Current State
This project currently runs on personal hardware, personal time, and existing software subscriptions. That's sustainable for finishing the initial 365 analyses. It is not sustainable for what comes after — and what comes after is where the real value lives.
The tiers below describe what becomes possible at different resource levels. This isn't a promise tied to specific dollar amounts — it's a transparent look at the actual constraints and what relaxing them enables.
Resource Tiers
Foundation
Current operating levelWhere we are now. One person, nights and weekends, personal hardware.
- Local embedding models for semantic search (running on personal GPU)
- Local Qdrant instance for the knowledge graph
- Claude inference via personal subscription
- Source archival to local disk
- Static site hosting (near-zero cost)
Constraint: Time. Every hour spent on infrastructure is an hour not spent on analysis. Research throughput is limited by one person's schedule.
Sustained Operations
Covering ongoing costsKeeping the lights on reliably and removing fragility from the stack.
- Inference budget: API-level Claude access for research assistance — context-heavy queries against source material, batch verification, cross-reference discovery. The difference between manual and assisted research is roughly 3x throughput.

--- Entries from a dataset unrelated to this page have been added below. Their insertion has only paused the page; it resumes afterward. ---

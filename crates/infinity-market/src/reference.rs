//! Static reference prices used when no provider answers

/// Reference table for the rate-limited tier
const REFERENCE_PRICES: &[(&str, f64)] = &[
    ("XAUUSD", 2485.50),
    ("XAGUSD", 29.50),
    ("BTCUSD", 67500.0),
    ("ETHUSD", 3450.0),
    ("EURUSD", 1.0850),
    ("GBPUSD", 1.2650),
    ("USDJPY", 149.50),
    ("AUDUSD", 0.6550),
];

/// Reduced table for the last-resort tier
const FALLBACK_PRICES: &[(&str, f64)] = &[
    ("XAUUSD", 2485.50),
    ("BTCUSD", 67500.0),
    ("EURUSD", 1.0850),
];

/// Price for symbols missing from a table
pub const DEFAULT_PRICE: f64 = 100.0;

/// Shown with reference-price quotes
pub const MOCK_NOTE: &str = "Using demo data - add valid Alpha Vantage key for live prices";

fn lookup(table: &[(&str, f64)], symbol: &str) -> f64 {
    table
        .iter()
        .find(|(code, _)| *code == symbol)
        .map_or(DEFAULT_PRICE, |(_, price)| *price)
}

/// Reference price for the "API limit" tier
pub fn reference_price(symbol: &str) -> f64 {
    lookup(REFERENCE_PRICES, symbol)
}

/// Price for the last-resort tier
pub fn fallback_price(symbol: &str) -> f64 {
    lookup(FALLBACK_PRICES, symbol)
}

#[cfg(test)]
mod tests {
    use super::*;

    #[test]
    fn test_reference_prices() {
        assert_eq!(reference_price("XAUUSD"), 2485.50);
        assert_eq!(reference_price("USDJPY"), 149.50);
        assert_eq!(reference_price("NZDUSD"), DEFAULT_PRICE);
    }

    #[test]
    fn test_fallback_table_is_reduced() {
        assert_eq!(fallback_price("XAUUSD"), 2485.50);
        assert_eq!(fallback_price("BTCUSD"), 67500.0);
        // Known to the reference table but not to the fallback table
        assert_eq!(reference_price("XAGUSD"), 29.50);
        assert_eq!(fallback_price("XAGUSD"), DEFAULT_PRICE);
    }

    #[test]
    fn test_all_prices_are_finite() {
        for (_, price) in REFERENCE_PRICES.iter().chain(FALLBACK_PRICES) {
            assert!(price.is_finite());
        }
    }
}
//! Prompt templates for trading analysis
//!
//! Rendered with MiniJinja. The system prompt pins the reply to the
//! [`crate::AnalysisResult`] JSON shape; the user prompt carries the symbol,
//! timeframe, Fibonacci levels and the caller's instruction.

use crate::error::Result;
use crate::request::AnalysisRequest;
use minijinja::{Environment, context};

/// Instruction used when the request carries no prompt
pub const DEFAULT_INSTRUCTION: &str =
    "Provide market analysis with key levels and trading scenarios.";

pub const SYSTEM_PROMPT: &str = r#"You are a professional trading analyst. Analyze the market and return ONLY valid JSON in this exact format:
{
  "bias": "bullish" or "bearish" or "neutral",
  "confidence": number between 0-100,
  "keyLevels": [{"price": number, "type": "support" or "resistance" or "pivot"}],
  "scenarios": ["scenario 1", "scenario 2"],
  "summary": "brief analysis summary"
}"#;

/// Three lines; the middle one stays empty when there are no levels
const USER_TEMPLATE: &str = "AI trading analysis for {{ symbol }} on {{ timeframe }} timeframe.
{% if fib_levels %}Fibonacci levels: {{ fib_levels }}{% endif %}
{{ instruction }}";

/// Render the user prompt for a request
pub fn user_prompt(request: &AnalysisRequest) -> Result<String> {
    let fib_levels = if request.fib_levels.is_empty() {
        String::new()
    } else {
        serde_json::to_string(&request.fib_levels)?
    };

    let instruction = match request.prompt.trim() {
        "" => DEFAULT_INSTRUCTION,
        prompt => prompt,
    };

    let env = Environment::new();
    let rendered = env.render_str(
        USER_TEMPLATE,
        context! {
            symbol => request.symbol,
            timeframe => request.timeframe,
            fib_levels => fib_levels,
            instruction => instruction,
        },
    )?;

    Ok(rendered)
}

- Server hosting: Moving Qdrant and the source archive off personal hardware onto a small dedicated server. Eliminates the single point of failure and enables persistent availability for future public-facing tools.
- Software tools: Subscriptions and API access for data sources, monitoring, and development tools that accelerate the work.
Unlocks: Reliable infrastructure, faster research cycles, the ability to maintain and update analyses after initial publication.
Expanded Capability
Hardware and local AIMoving from rented inference to owned infrastructure.
- Hardware upgrades: Dedicated GPU compute for running local models — embeddings, classification, entity extraction — without per-query costs. Upfront investment that reduces long-term operating costs and eliminates dependency on external API availability.
- Local AI pipeline: Designing and running a local inference stack for the repetitive, high-volume parts of the research process — source ingestion, initial claim decomposition, entity recognition, cross-reference suggestions. Human judgment stays on the analytical decisions; the machine handles the mechanical ones.
- Expanded source access: PACER fees, subscription databases, FOIA request processing, and other primary-source access that costs real money.
Unlocks: Autonomous research pipelines, dramatically faster source processing, reduced per-analysis marginal cost, and the foundation for scaling the methodology to new domains.
Scale
From project to platformThe infrastructure exists to do this once. At scale, it becomes a system others can use.
- Local AI factory: Purpose-built local compute for running sustained, autonomous research sessions — multi-hour analysis runs against large document sets, with human review at decision points. The economics of local inference make this viable in a way that API costs do not.
- Public knowledge graph: Opening the entity registry, relationship map, and source archive as queryable public resources for journalists and researchers.
- Comparative analysis infrastructure: Applying the methodology to additional claim sets — prior administrations, state-level, corporate — with the tooling to support parallel investigations.
- Methodology toolkit: Packaging the research framework, provenance system, and validation tools so other organizations can stand up their own forensic analysis projects.
Unlocks: A replicable system for forensic journalism that doesn't depend on a single person's nights and weekends.
How I Work
I stay engaged with the tools that make this kind of work possible — not just the ones I'm using today, but the ones emerging in AI research, data journalism, and investigative tooling. The advancement plan isn't a fixed roadmap; it's a description of what becomes possible as constraints relax. I build what feels relevant and urgent, and I adapt as the tools and the needs evolve.
What stays constant: the evidence standard, the transparency, and the commitment to showing the work. The tools change. The principles don't.